Gestion nutritionnelle de la MRC seule
En cas de maladie rénale chronique (MRC), l’alimentation permet de ralentir la progression de la maladie en préservant au maximum la fonction rénale tout en essayant d’améliorer le bien-être de l’animal. Cela nécessite d’évaluer son poids optimal et de calculer son besoin énergétique. L’aliment idéal couvre le besoin protéique (5 g/kg de poids optimal du chat) tout en apportant moins de phosphore (1 g P/McalEM) mais plus de calcium pour obtenir un rapport Ca/P entre 2 et 2,5. Il est important, si l’aliment n’en contient pas ou pas assez, d’ajouter des acides eicosapentaénoïque (EPA) et docosahexaénoïque (DHA) contenu dans l’huile de poisson des mers froides à raison de 2 g/Mcal d’énergie métabolisable, plutôt sous la forme de capsules à déposer sur l’aliment pour en limiter l’oxydation.

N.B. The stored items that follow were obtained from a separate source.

use std::path::{Path, PathBuf};

#[derive(Debug, Clone, Copy, PartialEq, Eq, Hash)]
pub enum Category {
    Saves,
    States,
    StatePreviews,
}

impl Category {
    pub const ALL: [Category; 3] = [Category::Saves, Category::States, Category::StatePreviews];

    /// Folder name in the app-private space.
    pub fn remote_name(self) -> &'static str {
        match self {
            Category::Saves => "saves",
            Category::States => "states",
            Category::StatePreviews => "state-previews",
        }
    }

    /// Categories for one pass, in sync order. Saves always come first.
    pub fn requested(include_auxiliary: bool) -> &'static [Category] {
        if include_auxiliary {
            &Self::ALL
        } else {
            &Self::ALL[..1]
        }
    }
}

#[derive(Debug, Clone, PartialEq, Eq)]
pub struct CategoryRoots {
    pub saves: PathBuf,
    pub states: PathBuf,
    pub state_previews: PathBuf,
}

impl CategoryRoots {
    pub fn under(base: &Path) -> Self {
        Self {
            saves: base.join(Category::Saves.remote_name()),
            states: base.join(Category::States.remote_name()),
            state_previews: base.join(Category::StatePreviews.remote_name()),
        }
    }

    pub fn root(&self, category: Category) -> &Path {
        match category {
            Category::Saves => &self.saves,
            Category::States => &self.states,
            Category::StatePreviews => &self.state_previews,
        }
    }
}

Enfin, il est préférable de fractionner les apports afin de répartir la charge sur les reins. Il y a alors trois possibilités : un aliment industriel à visée rénale de gamme vétérinaire, une ration ménagère ou une ration mixte avec un aliment industriel pour MRC, et une partie ménagère sans féculents à ajuster selon les besoins spécifiques et l’aliment industriel de base.